There is a growing demand for private funding and professional skills in developing social enterprises. Financial innovation plays a key role in raising funds for social enterprises. UK-based Social Finance, the social investment bank, offers a first-of-its-kind financial instrument called a "social impact bond" in that country. The return of the social impact bond is linked to the performance or social impact created by the social enterprise to tackle a particular social problem.

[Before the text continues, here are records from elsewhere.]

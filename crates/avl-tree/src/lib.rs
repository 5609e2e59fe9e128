//! Height-balanced (AVL) binary search tree over an index arena.
//!
//! Keys are unique and ordered by their own [`Ord`] implementation. Every
//! insert and delete recomputes cached subtree heights on the way back to
//! the root and rotates any node whose children differ in height by two.
//!
//! Nodes live in a `Vec` owned by the tree; child "pointers" are
//! `Option<u32>` indices into it, and each index is held by exactly one
//! child slot or by the tree as its root.
//!
//! # Module layout
//!
//! | Module | Contents |
//! |--------|----------|
//! [`types`] | [`Node`] and [`KeyNode`] link traits |
//! [`avl`] | [`AvlTree`], [`AvlNode`], rotations, insert/remove, validator |
//! [`util`] | `first`, `last`, ordered and breadth-first search |
//! [`print`] | indented tree dumps |
//! [`error`] | [`AvlError`] |
//!
//! ```
//! use avl_tree::{AvlError, AvlTree};
//!
//! let mut tree = AvlTree::new();
//! for k in [10, 25, 50, 100, 40, 5] {
//!     tree.insert(k).unwrap();
//! }
//! assert_eq!(tree.insert(40), Err(AvlError::DuplicateKey));
//! assert_eq!(tree.delete(&25), Ok(25));
//! assert_eq!(tree.find(&25).unwrap_err(), AvlError::NotFound);
//! assert_eq!(*tree.find(&50).unwrap().key(), 50);
//! ```

pub mod avl;
pub mod error;
pub mod print;
pub mod types;
pub mod util;

pub use avl::{AvlNode, AvlTree, NodeRef};
pub use error::AvlError;
pub use types::{KeyNode, Node};
use avl_tree::{AvlError, AvlTree};

const SAMPLE: [i32; 12] = [10, 25, 50, 100, 40, 5, 15, 1, 30, 45, 60, 120];

fn sample_tree() -> AvlTree<i32> {
    let mut tree = AvlTree::new();
    for k in SAMPLE {
        tree.insert(k).unwrap();
        tree.assert_valid().unwrap();
    }
    tree
}

#[test]
fn sample_insert_matrix() {
    let tree = sample_tree();
    assert_eq!(tree.len(), SAMPLE.len());
    // ceil(1.44 * log2(12)) rounds to 6; a 12-node AVL tree is at most 4 high.
    assert!(tree.height() <= 4, "height {}", tree.height());

    let mut sorted = SAMPLE;
    sorted.sort();
    for k in sorted {
        assert_eq!(*tree.find(&k).unwrap().key(), k);
    }
    for missing in [0, 2, 26, 59, 121] {
        assert_eq!(tree.find(&missing).unwrap_err(), AvlError::NotFound);
    }
}

#[test]
fn sample_delete_then_find_matrix() {
    let mut tree = sample_tree();
    assert_eq!(tree.delete(&25), Ok(25));
    tree.assert_valid().unwrap();
    assert_eq!(tree.find(&25).unwrap_err(), AvlError::NotFound);
    assert_eq!(tree.len(), SAMPLE.len() - 1);

    let found = tree.find(&60).unwrap();
    assert_eq!(*found.key(), 60);
    assert_eq!(tree.find_breadth_first(&60).unwrap(), found);
}

#[test]
fn duplicate_insert_matrix() {
    let mut tree = sample_tree();
    let before = format!("{tree:?}");
    for k in SAMPLE {
        assert_eq!(tree.insert(k), Err(AvlError::DuplicateKey));
    }
    assert_eq!(format!("{tree:?}"), before);
    assert_eq!(tree.len(), SAMPLE.len());
}

#[test]
fn delete_missing_matrix() {
    let mut empty = AvlTree::<i32>::new();
    assert_eq!(empty.delete(&1), Err(AvlError::NotFound));
    assert_eq!(empty.find(&1).unwrap_err(), AvlError::NotFound);
    assert!(empty.root().is_none());

    let mut tree = sample_tree();
    let before = format!("{tree:?}");
    assert_eq!(tree.delete(&26), Err(AvlError::NotFound));
    assert_eq!(format!("{tree:?}"), before);
}

#[test]
fn monotonic_insert_matrix() {
    let mut tree = AvlTree::new();
    for k in 0..6 {
        tree.insert(k).unwrap();
        tree.assert_valid().unwrap();
    }
    assert!(tree.height() <= 3);

    let mut tree = AvlTree::new();
    for k in (0..1000).rev() {
        tree.insert(k).unwrap();
    }
    tree.assert_valid().unwrap();
    // 1000 nodes: perfect height is 9, AVL stays below 1.44 * log2(1001).
    assert!(tree.height() <= 14, "height {}", tree.height());
}

#[test]
fn round_trip_matrix() {
    let mut tree = AvlTree::new();
    for k in ["m", "c", "x", "a", "e"] {
        tree.insert(k.to_string()).unwrap();
        assert_eq!(tree.find(&k.to_string()).unwrap().key(), k);
    }
    assert_eq!(tree.delete(&"c".to_string()), Ok("c".to_string()));
    assert_eq!(
        tree.find(&"c".to_string()).unwrap_err(),
        AvlError::NotFound
    );
    tree.assert_valid().unwrap();
}

#[test]
fn ladder_insert_delete_matrix() {
    let mut tree = AvlTree::new();
    for i in 0..300 {
        tree.insert(i).unwrap();
        tree.assert_valid().unwrap();
    }
    assert_eq!(tree.len(), 300);

    for i in (0..300).step_by(3) {
        assert_eq!(tree.delete(&i), Ok(i));
        tree.assert_valid().unwrap();
    }

    for i in 0..300 {
        assert_eq!(tree.contains(&i), i % 3 != 0);
    }
    assert_eq!(tree.len(), 200);
}

#[test]
fn error_display_matrix() {
    assert_eq!(AvlError::DuplicateKey.to_string(), "key already exists in tree");
    assert_eq!(AvlError::NotFound.to_string(), "key not found in tree");
}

Social Finance offered its first social impact bond with the UK Ministry of Justice in March, 2010. The bond will provide capital for social enterprises to help reduce the recommittal rate of former male prisoners after having served short sentences at Peterborough Prison. It is believed that a decrease in the recommittal rate will help former prisoners rejoin the community and save taxpayers' money. The social impact bond may pay a yield of 7.5 percent to 13 percent, depending on the reduction of the recommittal rate. The return of the bond may be zero if the improvement targets are not met.

Social entrepreneurship has also been growing fast in Hong Kong over the past few years. In the latest relevant development, the University of Hong Kong School of Professional and Continuing Education (SPACE) launched a new web-based platform, the Social Enterprise e-Society, to share business ideas on social enterprises in November.

There are lots of new ideas in social enterprise development. In practice it is not easy to get the balance right between feasible business models and their social impact. Perhaps the success of social enterprise is built on dreams, but not just the kind seen in the film Inception.

Ringo Chan is program director at University of Hong Kong SPACE. The views expressed here are entirely his own.